Welche Bedeutungsinhalte werden mit Begriffen transportiert? Sind neue Begriffe bloße Synonyme für die bisherigen oder haben die neuen Begriffe eine andere Bedeutung? Von Erwachsenenbildung über Weiterbildung, Allgemeinbildung und schließlich zum derzeit oftmals verwendeten Lebenslangen Lernen spanne sich der Begriffsbogen, so Christian Kloyber (bifeb).

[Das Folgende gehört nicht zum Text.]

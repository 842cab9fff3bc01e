//! Actor Error Types
//!
//! Errors surfaced by the actor runtime, its routers and the behaviors built
//! on top of it. Handler failures never escape a dispatch loop: they reach the
//! caller only through a rejected Query reply.

use crate::message::MessageKind;
use crate::state::ActorState;
use thiserror::Error;

/// Main actor error type
#[derive(Error, Debug)]
pub enum ActorError {
    /// No handler registered for the message kind
    #[error("Handler not found: actor '{actor}' has no handler for '{kind}'")]
    HandlerNotFound { actor: String, kind: MessageKind },

    /// Operation not permitted in the actor's current state
    #[error("Actor state error: {actor} is {state}: {message}")]
    ActorState {
        actor: String,
        state: ActorState,
        message: String,
    },

    /// Plain message given where a Query is required, or the reverse
    #[error("Wrong message kind: expected {expected} message, got '{kind}'")]
    WrongMessageKind {
        expected: &'static str,
        kind: MessageKind,
    },

    /// Required collaborator missing at construction time
    #[error("Configuration missing: {component} requires '{field}'")]
    ConfigurationMissing {
        component: &'static str,
        field: &'static str,
    },

    /// Handler returned an error or panicked
    #[error("Handler error: {message}")]
    Handler {
        message: String,
        source: Option<Box<dyn std::error::Error + Send + Sync>>,
    },

    /// Payload is not of the requested type
    #[error("Payload type error: '{kind}' does not carry a {expected}")]
    PayloadType {
        kind: MessageKind,
        expected: &'static str,
    },

    /// Mailbox receiver is gone
    #[error("Mailbox closed: {actor}")]
    MailboxClosed { actor: String },

    /// Mailbox at capacity (non-waiting sends only)
    #[error("Mailbox full: {actor} (capacity {capacity})")]
    MailboxFull { actor: String, capacity: usize },

    /// Reply slot dropped without being settled
    #[error("Reply dropped: no reply will arrive for '{kind}'")]
    ReplyDropped { kind: MessageKind },

    /// Router has no workers to route to
    #[error("No routees: router '{router}' has no workers")]
    NoRoutees { router: String },

    /// Bounded operation exceeded its limit
    #[error("Timeout error: {operation} exceeded {timeout_ms}ms")]
    Timeout { operation: String, timeout_ms: u64 },

    /// Loop domain or bridge failure
    #[error("Domain error: {message}")]
    Domain { message: String },
}

/// Result type alias for actor operations
pub type Result<T> = std::result::Result<T, ActorError>;

impl ActorError {
    pub fn handler_not_found(actor: impl Into<String>, kind: MessageKind) -> Self {
        Self::HandlerNotFound {
            actor: actor.into(),
            kind,
        }
    }

    pub fn actor_state(
        actor: impl Into<String>,
        state: ActorState,
        message: impl Into<String>,
    ) -> Self {
        Self::ActorState {
            actor: actor.into(),
            state,
            message: message.into(),
        }
    }

    /// A Query was required
    pub fn expected_query(kind: MessageKind) -> Self {
        Self::WrongMessageKind {
            expected: "Query",
            kind,
        }
    }

    /// A Plain message was required
    pub fn expected_plain(kind: MessageKind) -> Self {
        Self::WrongMessageKind {
            expected: "Plain",
            kind,
        }
    }

    pub fn configuration_missing(component: &'static str, field: &'static str) -> Self {
        Self::ConfigurationMissing { component, field }
    }

    /// Create a handler error
    pub fn handler(message: impl Into<String>) -> Self {
        Self::Handler {
            message: message.into(),
            source: None,
        }
    }

    /// Create a handler error with source
    pub fn handler_with_source(
        message: impl Into<String>,
        source: impl std::error::Error + Send + Sync + 'static,
    ) -> Self {
        Self::Handler {
            message: message.into(),
            source: Some(Box::new(source)),
        }
    }

    pub fn payload_type<T>(kind: MessageKind) -> Self {
        Self::PayloadType {
            kind,
            expected: std::any::type_name::<T>(),
        }
    }

    pub fn mailbox_closed(actor: impl Into<String>) -> Self {
        Self::MailboxClosed {
            actor: actor.into(),
        }
    }

    pub fn mailbox_full(actor: impl Into<String>, capacity: usize) -> Self {
        Self::MailboxFull {
            actor: actor.into(),
            capacity,
        }
    }

    pub fn reply_dropped(kind: MessageKind) -> Self {
        Self::ReplyDropped { kind }
    }

    pub fn no_routees(router: impl Into<String>) -> Self {
        Self::NoRoutees {
            router: router.into(),
        }
    }

    pub fn timeout(operation: impl Into<String>, timeout_ms: u64) -> Self {
        Self::Timeout {
            operation: operation.into(),
            timeout_ms,
        }
    }

    pub fn domain(message: impl Into<String>) -> Self {
        Self::Domain {
            message: message.into(),
        }
    }

    /// Short category name for structured logs
    pub fn category(&self) -> &'static str {
        match self {
            Self::HandlerNotFound { .. } => "handler_not_found",
            Self::ActorState { .. } => "actor_state",
            Self::WrongMessageKind { .. } => "wrong_message_kind",
            Self::ConfigurationMissing { .. } => "configuration_missing",
            Self::Handler { .. } => "handler",
            Self::PayloadType { .. } => "payload_type",
            Self::MailboxClosed { .. } => "mailbox_closed",
            Self::MailboxFull { .. } => "mailbox_full",
            Self::ReplyDropped { .. } => "reply_dropped",
            Self::NoRoutees { .. } => "no_routees",
            Self::Timeout { .. } => "timeout",
            Self::Domain { .. } => "domain",
        }
    }

    /// Whether retrying the same operation later can succeed
    pub fn is_recoverable(&self) -> bool {
        matches!(
            self,
            Self::MailboxFull { .. } | Self::NoRoutees { .. } | Self::Timeout { .. }
        )
    }
}

impl From<anyhow::Error> for ActorError {
    fn from(error: anyhow::Error) -> Self {
        Self::Handler {
            message: format!("{:#}", error),
            source: Some(error.into()),
        }
    }
}
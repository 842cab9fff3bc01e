//! Shared fixtures for pipeline integration tests

#![allow(dead_code)]

use parking_lot::Mutex;
use pulse_actors::{
    async_trait, empty, Actor, ActorSystem, Behavior, HandlerTable, Message, Payload, Result,
};
use pulse_streams::messages::{DEMAND, SET_TICK_TIME};
use pulse_streams::{Completion, DemandSample, Sink};
use std::sync::Arc;
use std::time::Duration;

/// Values consumed by a collecting sink
#[derive(Clone, Default)]
pub struct Collected(Arc<Mutex<Vec<u32>>>);

impl Collected {
    pub fn values(&self) -> Vec<u32> {
        self.0.lock().clone()
    }

    pub fn len(&self) -> usize {
        self.0.lock().len()
    }
}

/// Spawn a running sink that appends every value it consumes
pub fn collecting_sink(system: &ActorSystem, name: &str) -> (Actor<Sink<u32>>, Completion, Collected) {
    let collected = Collected::default();
    let store = Arc::clone(&collected.0);
    let (sink, completion) = Sink::builder()
        .consume(move |value: u32| store.lock().push(value))
        .name(name)
        .spawn(system)
        .unwrap();
    (sink, completion, collected)
}

/// Stands in for a tick or an accounting actor and records what reaches it
pub struct Spy {
    intervals: Arc<Mutex<Vec<Duration>>>,
    samples: Arc<Mutex<Vec<DemandSample>>>,
}

#[derive(Clone, Default)]
pub struct SpyLog {
    intervals: Arc<Mutex<Vec<Duration>>>,
    samples: Arc<Mutex<Vec<DemandSample>>>,
}

impl SpyLog {
    /// Every `SET_TICK_TIME` received, in order
    pub fn intervals(&self) -> Vec<Duration> {
        self.intervals.lock().clone()
    }

    /// Every `DEMAND` sample received, in order
    pub fn samples(&self) -> Vec<DemandSample> {
        self.samples.lock().clone()
    }

    pub fn edges(&self) -> Vec<String> {
        let mut edges: Vec<String> = self.samples.lock().iter().map(|s| s.edge.clone()).collect();
        edges.sort();
        edges.dedup();
        edges
    }
}

impl Spy {
    async fn on_interval(&mut self, msg: Message) -> Result<Payload> {
        let interval = *msg.payload_as::<Duration>()?;
        self.intervals.lock().push(interval);
        Ok(empty())
    }

    async fn on_demand(&mut self, msg: Message) -> Result<Payload> {
        let sample = msg.payload_as::<DemandSample>()?.clone();
        self.samples.lock().push(sample);
        Ok(empty())
    }
}

#[async_trait]
impl Behavior for Spy {
    fn register_handlers(&self, handlers: &mut HandlerTable<Self>) {
        handlers
            .register(SET_TICK_TIME, |spy, msg, _| Box::pin(spy.on_interval(msg)))
            .register(DEMAND, |spy, msg, _| Box::pin(spy.on_demand(msg)));
    }
}

/// Spawn a running [`Spy`] named `name`
pub fn spawn_spy(system: &ActorSystem, name: &str) -> (Actor<Spy>, SpyLog) {
    let log = SpyLog::default();
    let spy = Spy {
        intervals: Arc::clone(&log.intervals),
        samples: Arc::clone(&log.samples),
    };
    let actor = system.actor_of(spy).name(name).spawn().unwrap();
    (actor, log)
}

/// Poll `condition` until it holds, failing after roughly one second
pub async fn eventually(mut condition: impl FnMut() -> bool) {
    for _ in 0..200 {
        if condition() {
            return;
        }
        tokio::time::sleep(Duration::from_millis(5)).await;
    }
    panic!("condition not reached in time");
}

pub fn ms(millis: u64) -> Duration {
    Duration::from_millis(millis)
}

pub fn init_tracing() {
    let _ = tracing_subscriber::fmt()
        .with_env_filter("pulse_streams=debug,pulse_actors=info")
        .with_test_writer()
        .try_init();
}
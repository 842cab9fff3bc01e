//! System-wide runtime counters

use std::sync::atomic::{AtomicU64, Ordering};
use std::time::Duration;

/// Counters shared by every actor of one system
#[derive(Debug, Default)]
pub struct SystemMetrics {
    pub actors_spawned: AtomicU64,
    pub actors_stopped: AtomicU64,
    pub messages_processed: AtomicU64,
    pub total_processing_time_ns: AtomicU64,
    pub handler_failures: AtomicU64,
    pub unhandled_messages: AtomicU64,
    pub mailbox_full_events: AtomicU64,
    pub forced_stops: AtomicU64,
}

impl SystemMetrics {
    pub fn record_message_handled(&self, duration: Duration) {
        self.messages_processed.fetch_add(1, Ordering::Relaxed);
        self.total_processing_time_ns
            .fetch_add(duration.as_nanos() as u64, Ordering::Relaxed);
    }

    pub fn record_handler_failure(&self) {
        self.handler_failures.fetch_add(1, Ordering::Relaxed);
    }

    pub fn record_unhandled(&self) {
        self.unhandled_messages.fetch_add(1, Ordering::Relaxed);
    }

    pub fn record_mailbox_full(&self) {
        self.mailbox_full_events.fetch_add(1, Ordering::Relaxed);
    }

    pub fn record_spawn(&self) {
        self.actors_spawned.fetch_add(1, Ordering::Relaxed);
    }

    pub fn record_stop(&self, forced: bool) {
        self.actors_stopped.fetch_add(1, Ordering::Relaxed);
        if forced {
            self.forced_stops.fetch_add(1, Ordering::Relaxed);
        }
    }

    pub fn avg_processing_time_ns(&self) -> f64 {
        let processed = self.messages_processed.load(Ordering::Relaxed);
        if processed == 0 {
            return 0.0;
        }
        self.total_processing_time_ns.load(Ordering::Relaxed) as f64 / processed as f64
    }

    pub fn snapshot(&self) -> SystemStats {
        SystemStats {
            actors_spawned: self.actors_spawned.load(Ordering::Relaxed),
            actors_stopped: self.actors_stopped.load(Ordering::Relaxed),
            messages_processed: self.messages_processed.load(Ordering::Relaxed),
            handler_failures: self.handler_failures.load(Ordering::Relaxed),
            unhandled_messages: self.unhandled_messages.load(Ordering::Relaxed),
            mailbox_full_events: self.mailbox_full_events.load(Ordering::Relaxed),
            forced_stops: self.forced_stops.load(Ordering::Relaxed),
            avg_processing_time_ns: self.avg_processing_time_ns(),
        }
    }
}

/// Point-in-time copy of [`SystemMetrics`]
#[derive(Debug, Clone, PartialEq)]
pub struct SystemStats {
    pub actors_spawned: u64,
    pub actors_stopped: u64,
    pub messages_processed: u64,
    pub handler_failures: u64,
    pub unhandled_messages: u64,
    pub mailbox_full_events: u64,
    pub forced_stops: u64,
    pub avg_processing_time_ns: f64,
}
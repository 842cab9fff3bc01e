//! Demand-Driven Pipeline
//!
//! Source, Stage and Sink actors linked by pull and publish messages.
//! Nothing flows until someone downstream asks for it: a pull travels up
//! to the source, the produced element travels back down.
//!
//! ```text
//!            PULL               PULL
//!   Tick ──────────► Source ◄────────── Stage ◄────────── Sink
//!    ▲                 │    FLOW_RESULT   │   FLOW_RESULT   ▲
//!    │                 └─────────────────►└─────────────────┘
//!    │ SET_TICK_TIME                      │ DEMAND          │ DEMAND
//!    └──────────────── Accounting ◄───────┴─────────────────┘
//! ```
//!
//! - **Tick** pulls the source on a timer whose interval Accounting adjusts
//! - **Accounting** keeps the last three latency samples per demand edge and
//!   paces the tick to the slowest edge
//! - **Completion** starts at the source when production is exhausted and
//!   is forwarded until every sink has seen it
//!
//! # Examples
//!
//! ```rust,no_run
//! use pulse_actors::ActorSystem;
//! use pulse_streams::{wiring, Sink, Source, Tick};
//! use std::time::Duration;
//!
//! # async fn demo() -> pulse_actors::Result<()> {
//! let system = ActorSystem::new()?;
//! let source = Source::builder().values(1..=3u32).spawn(&system)?;
//! let (sink, mut done) = Sink::builder()
//!     .consume(|value: u32| println!("{}", value))
//!     .spawn(&system)?;
//! wiring::subscribe(source.actor_ref(), sink.actor_ref()).await?;
//!
//! let _tick = Tick::builder()
//!     .source(source.actor_ref().clone())
//!     .interval(Duration::from_millis(10))
//!     .spawn(&system)?;
//! done.wait().await;
//! # Ok(())
//! # }
//! ```

pub mod accounting;
pub mod fanout;
pub mod messages;
pub mod sink;
pub mod source;
pub mod stage;
pub mod tick;
pub mod wiring;

pub use accounting::{next_tick_interval, Accounting, AccountingBuilder, LatencyWindow, WINDOW};
pub use fanout::{FanOut, Providers, Subscribers};
pub use messages::{edge_key, DemandSample, Flow, TickStats};
pub use sink::{Completion, Sink, SinkBuilder};
pub use source::{Emit, Source, SourceBuilder};
pub use stage::{Stage, StageBuilder};
pub use tick::{tick_stats, Tick, TickBuilder};
pub use wiring::{connect, disconnect, subscribe, unsubscribe};
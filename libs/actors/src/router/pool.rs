//! Router behavior: the worker set and the policy state, owned by one actor
//!
//! Worker mutations, selection and broadcast all run as messages on the
//! router's own dispatch loop, so the worker set has a single writer.

use super::{ADD_WORKER, BROADCAST, COUNT_WORKERS, LIST_WORKERS, REMOVE_WORKER, ROUTE};
use crate::actor::ActorRef;
use crate::behavior::{Behavior, HandlerTable};
use crate::context::ActorContext;
use crate::error::{ActorError, Result};
use crate::mailbox::SharedQueue;
use crate::message::{empty, payload, Message, Payload};
use async_trait::async_trait;
use rand::rngs::StdRng;
use rand::Rng;
use std::sync::atomic::{AtomicUsize, Ordering};
use std::sync::Arc;
use tracing::{debug, info};

/// Policy state
pub(crate) enum Selector {
    RoundRobin { cursor: Arc<AtomicUsize> },
    Random { rng: StdRng },
    Balancing { queue: Arc<SharedQueue> },
}

impl Selector {
    fn name(&self) -> &'static str {
        match self {
            Selector::RoundRobin { .. } => "round_robin",
            Selector::Random { .. } => "random",
            Selector::Balancing { .. } => "balancing",
        }
    }
}

pub(crate) struct RouterCore {
    workers: Vec<ActorRef>,
    selector: Selector,
    reap_interval: u64,
    routed: u64,
}

impl RouterCore {
    pub(crate) fn new(selector: Selector, reap_interval: u64) -> Self {
        Self {
            workers: Vec::new(),
            selector,
            reap_interval: reap_interval.max(1),
            routed: 0,
        }
    }

    async fn add_worker(&mut self, msg: Message, ctx: &ActorContext) -> Result<Payload> {
        let worker = msg.payload_as::<ActorRef>()?.clone();
        if !worker.is_running() {
            return Err(ActorError::actor_state(
                worker.name(),
                worker.state(),
                "only running actors can join a router",
            ));
        }
        if self.workers.contains(&worker) {
            return Ok(empty());
        }

        if let Selector::Balancing { queue } = &self.selector {
            worker.attach_shared(Arc::clone(queue)).await?;
        }

        debug!(router = %ctx.name(), worker = %worker.name(), "Worker added");
        self.workers.push(worker);
        Ok(empty())
    }

    async fn remove_worker(&mut self, msg: Message, ctx: &ActorContext) -> Result<Payload> {
        let worker = msg.payload_as::<ActorRef>()?;
        let Some(position) = self.workers.iter().position(|w| w == worker) else {
            return Ok(payload(false));
        };
        let removed = self.workers.remove(position);

        match &self.selector {
            Selector::Balancing { .. } => {
                if let Err(e) = removed.detach_shared().await {
                    debug!(router = %ctx.name(), worker = %removed.name(), error = %e, "Worker already gone when detaching");
                }
            }
            Selector::RoundRobin { cursor } => self.rewind(cursor),
            Selector::Random { .. } => {}
        }

        debug!(router = %ctx.name(), worker = %removed.name(), "Worker removed");
        Ok(payload(true))
    }

    async fn route(&mut self, msg: Message, ctx: &ActorContext) -> Result<Payload> {
        let inner: Message = msg.take_parcel()?;
        self.routed = self.routed.wrapping_add(1);
        if self.routed % self.reap_interval == 0 {
            self.reap(ctx);
        }

        if self.workers.is_empty() {
            inner.reject(ActorError::no_routees(ctx.name()));
            return Err(ActorError::no_routees(ctx.name()));
        }

        let worker = match &mut self.selector {
            Selector::Balancing { queue } => {
                // Nobody would ever dequeue it
                if !self.workers.iter().any(ActorRef::is_running) {
                    inner.reject(ActorError::no_routees(ctx.name()));
                    return Err(ActorError::no_routees(ctx.name()));
                }
                queue.push(inner, ctx.name()).await?;
                return Ok(empty());
            }
            Selector::RoundRobin { cursor } => {
                let index = cursor.load(Ordering::Relaxed) % self.workers.len();
                cursor.store((index + 1) % self.workers.len(), Ordering::Relaxed);
                &self.workers[index]
            }
            Selector::Random { rng } => {
                let index = rng.gen_range(0..self.workers.len());
                &self.workers[index]
            }
        };

        // A refused tell has already settled the inner reply slot
        worker.tell(inner).await?;
        Ok(empty())
    }

    async fn broadcast(&mut self, msg: Message, ctx: &ActorContext) -> Result<Payload> {
        let inner: Message = msg.take_parcel()?;
        let mut delivered = 0usize;
        for worker in &self.workers {
            match worker.tell(inner.duplicate()).await {
                Ok(()) => delivered += 1,
                Err(e) => {
                    debug!(router = %ctx.name(), worker = %worker.name(), error = %e, "Broadcast copy not delivered");
                }
            }
        }
        Ok(payload(delivered))
    }

    /// Drop workers that are no longer running
    fn reap(&mut self, ctx: &ActorContext) {
        let before = self.workers.len();
        self.workers.retain(ActorRef::is_running);
        let reaped = before - self.workers.len();
        if reaped > 0 {
            if let Selector::RoundRobin { cursor } = &self.selector {
                self.rewind(cursor);
            }
            info!(router = %ctx.name(), reaped, remaining = self.workers.len(), "Reaped stopped workers");
        }
    }

    fn rewind(&self, cursor: &AtomicUsize) {
        let len = self.workers.len();
        let index = cursor.load(Ordering::Relaxed);
        cursor.store(if len == 0 { 0 } else { index % len }, Ordering::Relaxed);
    }
}

#[async_trait]
impl Behavior for RouterCore {
    fn register_handlers(&self, handlers: &mut HandlerTable<Self>) {
        handlers
            .register(ADD_WORKER, |core, msg, ctx| Box::pin(core.add_worker(msg, ctx)))
            .register(REMOVE_WORKER, |core, msg, ctx| Box::pin(core.remove_worker(msg, ctx)))
            .register(ROUTE, |core, msg, ctx| Box::pin(core.route(msg, ctx)))
            .register(BROADCAST, |core, msg, ctx| Box::pin(core.broadcast(msg, ctx)))
            .register(COUNT_WORKERS, |core, _msg, _ctx| {
                let count = core.workers.len();
                Box::pin(async move { Ok(payload(count)) })
            })
            .register(LIST_WORKERS, |core, _msg, _ctx| {
                let workers = core.workers.clone();
                Box::pin(async move { Ok(payload(workers)) })
            });
    }

    async fn pre_start(&mut self, ctx: &ActorContext) -> Result<()> {
        debug!(
            router = %ctx.name(),
            policy = self.selector.name(),
            reap_interval = self.reap_interval,
            "Router ready"
        );
        Ok(())
    }

    async fn post_stop(&mut self, ctx: &ActorContext) {
        if let Selector::Balancing { .. } = self.selector {
            for worker in &self.workers {
                let _ = worker.detach_shared().await;
            }
        }
        debug!(router = %ctx.name(), workers = self.workers.len(), "Router stopped");
        self.workers.clear();
    }
}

Werden die Erwartungen des LLL erfüllt? Daniela Holzer gab zu bedenken, dass es betreffend LLL viel Brüchiges gebe. Bildung und lernen führen nicht automatisch zum persönlichen und finanziellen Erfolg. Jemand, der trotz (Weiter-)Bildung nicht erfolgreich sei, würde auf individuelles Versagen zurückgeworfen. Hätte sich nur die oder derjenige mehr angestrengt, dann hätte sie oder er Erfolg. Doch dass mitunter auch strukturelle Gegebenheiten (zum Beispiel: Zugangshürden an den Universitäten) den individuellen Erfolg verunmöglichen und dem Anspruch des LLL widersprechen, werde, so Holzer, beim Postulat lebenslang zu lernen ausgeblendet.


Der Begriff „Bildungsferne“ wird im Kontext des lebenslangen Lernens immer wieder verwendet. Die sogenannten bildungsfernen Personen sollen mit zum Teil auch aufsuchenden Bildungsaktivitäten gebildet werden. Doch ist dieses Bildungsbestreben kritisch zu sehen: Welche Bildung ist gemeint? Bürgerliche Bildung? Wer ist von welcher Bildung fern?

Hintergrundinformationen zur Initiative „Kritische Erwachsenenbildung“
Zu wenig Raum für kritische Erwachsenenbildung in Österreich war ausschlaggebend, so die Mitglieder der Initiative, selbige zu gründen. In Folge der ersten Tagung „Dark side of LLL“ am bifeb schlossen sich Ingolf Erler (ÖIEB), Daniela Holzer (Univ. Graz), Christian Kloyber (bifeb), Erich Ribolits (Univ. Wien) und Walter Schuster (VHS Brigittenau) zusammen. Kritische gesellschaftspolitische und bildungspolitische wissenschaftliche Ansätze prägen ihren Zugang zur Erwachsenenbildung.


Ziele der Initiative sind:

  • fortschreitende radikale Demokratisierung und gesellschaftliche Analyse
  • einen Beitrag zu einer kritischen politischen Bildung zu leisten sowie
  • die Erarbeitung und Verbreitung kritischer wissenschaftlicher Forschungserkenntnisse.

 

Erler, Ingolf; Holzer, Daniela; Kloyber, Christian; Ribolits, Erich (Hrsg.) (2012): schulheft 4/12 - 148 Kritisch denken: für eine andere Erwachsenenbildung. Innsbruck-Wien-Bozen: Studienverlag. 158 Seiten. EUR 14,00.